AHETA alerta clientes do Algarve sobre riscos de burlas com alojamentos paralelos

11-06-2012 (12h44)

E exige mais fiscalização às autoridades

A maior associação da hotelaria do Algarve, a AHETA, emitiu hoje um alerta aos turistas sobre riscos de burlas com alojamentos paralelos que apresentam preços tentadores, mas “que não existem ou, quando existem, não têm condições", como explicou ao PressTUR o seu presidente, Elidérico Viegas.

“É natural que perante a actual situação económica, as pessoas se sintam atraídas por preços muito tentadores e que depois acabem burladas por alojamento que não existe ou, quando existe, não tem condições", disse Elidérico Viegas, que especificou estar a referir-se sobretudo a reservas que são efectuadas através da internet.

A AHETA reclamou hoje em comunicado “uma intervenção adequada das autoridades competentes, tendo em vista a fiscalização e o controlo do alojamento paralelo no Algarve”, dizendo que pretende medidas de fiscalização “mais activas, firmes e empenhadas”.

Além de reclamar mais fiscalização, o comunicado também “alerta os potenciais consumidores deste alojamento para a necessidade de confirmarem junto das autarquias respectivas se o alojamento oferecido se encontra devidamente registado, devendo as Câmaras Municipais, para o efeito, disponibilizarem online e através dos serviços de atendimento, informação actualizada sobre as habitações legalmente inscritas e, por conseguinte, autorizadas a serem exploradas comercialmente”.

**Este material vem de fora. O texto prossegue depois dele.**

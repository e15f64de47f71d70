//! Roadmap Progress Reports
//!
//! This crate turns a snapshot of the 21-day roadmap into a progress report.
//! Reports can be serialized to JSON for programmatic access or rendered to
//! Markdown for human consumption.
//!
//! # Types
//!
//! - [`ReportInput`] - Plain snapshot of days, tasks, scores and weak points
//! - [`ReportGenerator`] - Derives a [`ProgressReport`] from an input
//! - [`ProgressReport`] - Summary, weekly rows, daily checklist and score trend
//!
//! # Generators
//!
//! - [`json::JsonGenerator`] - Compact or pretty JSON
//! - [`MarkdownGenerator`] - Human-readable Markdown
//!
//! # Example
//!
//! ```rust
//! use roadmap_report::{DayInput, ReportGenerator, ReportInput, TaskInput};
//! use roadmap_report::json::JsonGenerator;
//!
//! let input = ReportInput {
//!     current_day: 1,
//!     days: vec![DayInput {
//!         day: 1,
//!         week: 1,
//!         week_title: "1주차: 기초 체력".to_string(),
//!         theme: "토익 LC/RC 구성 파악 및 진단".to_string(),
//!         tasks: vec![TaskInput {
//!             id: "d1-1".to_string(),
//!             kind: "VOCAB".to_string(),
//!             title: "Day 1 필수 어휘".to_string(),
//!             duration: 30,
//!             completed: true,
//!         }],
//!     }],
//!     ..ReportInput::default()
//! };
//!
//! let report = ReportGenerator::new(&input).generate().unwrap();
//! assert_eq!(report.summary.completion_percent, 100);
//!
//! let json = JsonGenerator::new(&report).generate_pretty().unwrap();
//! assert!(json.contains("\"completionPercent\": 100"));
//! ```

pub mod json;
mod markdown;

pub use markdown::MarkdownGenerator;

use std::collections::BTreeMap;

use chrono::{DateTime, Utc};
use serde::{Deserialize, Serialize};
use thiserror::Error;

// ============================================================================
// Error Types
// ============================================================================

/// Errors that can occur during report generation.
#[derive(Debug, Error)]
pub enum ReportError {
    /// Failed to serialize the report to JSON.
    #[error("failed to serialize report: {0}")]
    Serialization(#[from] serde_json::Error),

    /// Failed to read or write report files.
    #[error("I/O error: {0}")]
    Io(#[from] std::io::Error),

    /// Invalid report data.
    #[error("invalid report data: {0}")]
    InvalidData(String),
}

/// Result type for report operations.
pub type Result<T> = std::result::Result<T, ReportError>;

// ============================================================================
// Input snapshot (kept independent of the core crate)
// ============================================================================

/// One task as seen by the report.
#[derive(Debug, Clone, Default, PartialEq, Eq, Serialize, Deserialize)]
#[serde(rename_all = "camelCase")]
pub struct TaskInput {
    /// Task id (e.g. `d1-2`).
    pub id: String,
    /// Category label (e.g. `GRAMMAR`).
    pub kind: String,
    /// Task title.
    pub title: String,
    /// Planned minutes.
    pub duration: u32,
    /// Completion flag.
    pub completed: bool,
}

/// One day as seen by the report.
#[derive(Debug, Clone, Default, PartialEq, Eq, Serialize, Deserialize)]
#[serde(rename_all = "camelCase")]
pub struct DayInput {
    /// 1-based day number.
    pub day: u32,
    /// 1-based week number.
    pub week: u32,
    /// Title of the day's week.
    pub week_title: String,
    /// The day's theme.
    pub theme: String,
    /// The day's tasks.
    pub tasks: Vec<TaskInput>,
}

impl DayInput {
    fn completed_tasks(&self) -> usize {
        self.tasks.iter().filter(|t| t.completed).count()
    }

    fn is_complete(&self) -> bool {
        !self.tasks.is_empty() && self.tasks.iter().all(|t| t.completed)
    }

    fn planned_minutes(&self) -> u32 {
        self.tasks.iter().map(|t| t.duration).sum()
    }

    fn completed_minutes(&self) -> u32 {
        self.tasks
            .iter()
            .filter(|t| t.completed)
            .map(|t| t.duration)
            .sum()
    }
}

/// A weekly score sample.
#[derive(Debug, Clone, Default, PartialEq, Eq, Serialize, Deserialize)]
pub struct ScoreInput {
    /// Week label (e.g. `W1`).
    pub label: String,
    /// Estimated score.
    pub score: u32,
}

/// Everything a report is derived from.
#[derive(Debug, Clone, PartialEq, Eq, Serialize, Deserialize)]
#[serde(rename_all = "camelCase")]
pub struct ReportInput {
    /// Day currently selected by the learner.
    pub current_day: u32,
    /// Days in roadmap order.
    pub days: Vec<DayInput>,
    /// Weekly score trend.
    pub weekly_scores: Vec<ScoreInput>,
    /// Weak areas.
    pub weak_points: Vec<String>,
    /// When the snapshot was taken.
    pub generated_at: DateTime<Utc>,
}

impl Default for ReportInput {
    fn default() -> Self {
        Self {
            current_day: 1,
            days: Vec::new(),
            weekly_scores: Vec::new(),
            weak_points: Vec::new(),
            generated_at: Utc::now(),
        }
    }
}

// ============================================================================
// Derived report
// ============================================================================

/// Aggregate progress numbers.
#[derive(Debug, Clone, Copy, Default, PartialEq, Eq, Serialize, Deserialize)]
#[serde(rename_all = "camelCase")]
pub struct ProgressSummary {
    /// Day currently selected.
    pub current_day: u32,
    /// Days in the roadmap.
    pub total_days: usize,
    /// Days with every task completed.
    pub completed_days: usize,
    /// Tasks in the roadmap.
    pub total_tasks: usize,
    /// Completed tasks.
    pub completed_tasks: usize,
    /// Tasks still to complete.
    pub remaining_tasks: usize,
    /// Completed share of tasks, rounded down.
    pub completion_percent: u32,
    /// Minutes planned across the roadmap.
    pub planned_minutes: u32,
    /// Minutes of completed tasks.
    pub completed_minutes: u32,
}

/// One row of the weekly table.
#[derive(Debug, Clone, PartialEq, Eq, Serialize, Deserialize)]
#[serde(rename_all = "camelCase")]
pub struct WeekRow {
    /// 1-based week number.
    pub week: u32,
    /// Week title.
    pub title: String,
    /// Tasks in the week.
    pub total_tasks: usize,
    /// Completed tasks in the week.
    pub completed_tasks: usize,
    /// Days in the week.
    pub total_days: usize,
    /// Days with every task completed.
    pub completed_days: usize,
    /// Minutes planned in the week.
    pub planned_minutes: u32,
}

/// One day of the checklist.
#[derive(Debug, Clone, PartialEq, Eq, Serialize, Deserialize)]
#[serde(rename_all = "camelCase")]
pub struct DayRow {
    /// 1-based day number.
    pub day: u32,
    /// The day's theme.
    pub theme: String,
    /// The day's tasks.
    pub tasks: Vec<TaskInput>,
    /// `true` if every task is completed.
    pub complete: bool,
}

/// Score movement between the first and last sample.
#[derive(Debug, Clone, Default, PartialEq, Eq, Serialize, Deserialize)]
#[serde(rename_all = "camelCase")]
pub struct ScoreTrend {
    /// Samples in order.
    pub samples: Vec<ScoreInput>,
    /// Last score minus first score; `None` with fewer than two samples.
    pub change: Option<i64>,
}

/// A complete progress report.
#[derive(Debug, Clone, PartialEq, Eq, Serialize, Deserialize)]
#[serde(rename_all = "camelCase")]
pub struct ProgressReport {
    /// When the underlying snapshot was taken.
    pub generated_at: DateTime<Utc>,
    /// Aggregate numbers.
    pub summary: ProgressSummary,
    /// Weekly rows.
    pub weeks: Vec<WeekRow>,
    /// Daily checklist.
    pub days: Vec<DayRow>,
    /// Score trend.
    pub score_trend: ScoreTrend,
    /// Weak areas.
    pub weak_points: Vec<String>,
}

impl ProgressReport {
    /// Serializes the report to pretty JSON.
    ///
    /// # Errors
    ///
    /// Returns `ReportError::Serialization` if JSON serialization fails.
    pub fn to_json(&self) -> Result<String> {
        serde_json::to_string_pretty(self).map_err(ReportError::from)
    }
}

// ============================================================================
// ReportGenerator
// ============================================================================

/// Derives a [`ProgressReport`] from a [`ReportInput`].
pub struct ReportGenerator<'a> {
    input: &'a ReportInput,
}

impl<'a> ReportGenerator<'a> {
    /// Creates a generator for `input`.
    #[must_use]
    pub const fn new(input: &'a ReportInput) -> Self {
        Self { input }
    }

    /// Builds the report.
    ///
    /// # Errors
    ///
    /// Returns `ReportError::InvalidData` if the input has no days, a day
    /// numbered 0, or the same day twice.
    pub fn generate(&self) -> Result<ProgressReport> {
        self.validate()?;
        let days = &self.input.days;

        let total_tasks: usize = days.iter().map(|d| d.tasks.len()).sum();
        let completed_tasks: usize = days.iter().map(DayInput::completed_tasks).sum();

        let summary = ProgressSummary {
            current_day: self.input.current_day,
            total_days: days.len(),
            completed_days: days.iter().filter(|d| d.is_complete()).count(),
            total_tasks,
            completed_tasks,
            remaining_tasks: total_tasks - completed_tasks,
            completion_percent: percent(completed_tasks, total_tasks),
            planned_minutes: days.iter().map(DayInput::planned_minutes).sum(),
            completed_minutes: days.iter().map(DayInput::completed_minutes).sum(),
        };

        Ok(ProgressReport {
            generated_at: self.input.generated_at,
            summary,
            weeks: self.week_rows(),
            days: days
                .iter()
                .map(|d| DayRow {
                    day: d.day,
                    theme: d.theme.clone(),
                    tasks: d.tasks.clone(),
                    complete: d.is_complete(),
                })
                .collect(),
            score_trend: self.score_trend(),
            weak_points: self.input.weak_points.clone(),
        })
    }

    fn validate(&self) -> Result<()> {
        if self.input.days.is_empty() {
            return Err(ReportError::InvalidData("no days to report".to_string()));
        }
        let mut seen = std::collections::BTreeSet::new();
        for day in &self.input.days {
            if day.day == 0 {
                return Err(ReportError::InvalidData("day numbers start at 1".to_string()));
            }
            if !seen.insert(day.day) {
                return Err(ReportError::InvalidData(format!(
                    "day {} appears more than once",
                    day.day
                )));
            }
        }
        Ok(())
    }

    fn week_rows(&self) -> Vec<WeekRow> {
        let mut weeks: BTreeMap<u32, Vec<&DayInput>> = BTreeMap::new();
        for day in &self.input.days {
            weeks.entry(day.week).or_default().push(day);
        }

        weeks
            .into_iter()
            .map(|(week, days)| WeekRow {
                week,
                title: days
                    .first()
                    .map(|d| d.week_title.clone())
                    .unwrap_or_default(),
                total_tasks: days.iter().map(|d| d.tasks.len()).sum(),
                completed_tasks: days.iter().map(|d| d.completed_tasks()).sum(),
                total_days: days.len(),
                completed_days: days.iter().filter(|d| d.is_complete()).count(),
                planned_minutes: days.iter().map(|d| d.planned_minutes()).sum(),
            })
            .collect()
    }

    fn score_trend(&self) -> ScoreTrend {
        let samples = self.input.weekly_scores.clone();
        let change = match (samples.first(), samples.last()) {
            (Some(first), Some(last)) if samples.len() > 1 => {
                Some(i64::from(last.score) - i64::from(first.score))
            }
            _ => None,
        };
        ScoreTrend { samples, change }
    }
}

/// `part` as a whole percentage of `whole`, rounded down.
fn percent(part: usize, whole: usize) -> u32 {
    if whole == 0 {
        return 0;
    }
    u32::try_from(part * 100 / whole).unwrap_or(100)
}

A perspectiva que a AHETA transmite é de que “as dificuldades económicas que o País atravessa, aliadas às medidas de austeridade impostas às famílias, propiciam o aparecimento de propostas tentadoras em matéria de preços de alojamento”, mas que “muitas vezes” esses alojamentos são “sem condições mínimas de habitabilidade” e há até casos em que nem existem.

A informação especifica que se refere “a apartamentos e moradias particulares de propriedade privada”, “normalmente fora dos empreendimentos turísticos classificados ou registados oficialmente” e também sublinha que se trata de uma actividade “desleal” em relação à oferta turística legalizada, “quer porque não paga impostos quer porque não satisfaz os requisitos mínimos de segurança e outros”.

“Neste sentido, a AHETA chama ainda a atenção dos eventuais utilizadores deste alojamento para não se deixarem encantar pelas facilidades oferecidas, facilidades não raras vezes transformadas em burlas, sobretudo quando as reservas são efectuadas através da internet”, diz ainda o comunicado, que Elidérico Viegas, questionado pelo PressTUR, justificou por um “agravamento de situações de burlas ao longo dos anos com este tipo de alojamento”.

A AHETA também refere no comunicado que com a actual legislação, que “veio permitir registar oficialmente o alojamento paralelo localizado na áreas das diferentes autarquias”, é ainda menos aceitável “a continuação de uma prática ilegal que provoca enormes prejuízos, quer às unidades hoteleiras e aos empreendimentos turísticos quer à boa imagem da maior região turística portuguesa”.

“Convém não esquecer” que este tipo de alojamento, “mesmo quando existe”, desenvolve uma actividade de concorrência desleal perante os hotéis e restante alojamento turístico legalizado porque não paga impostos, pelo que a AHETA acha conveniente alertar as autoridades competentes, designadamente a ASAE, que “tem competências nessa matéria”, frisou Elidérico Viegas.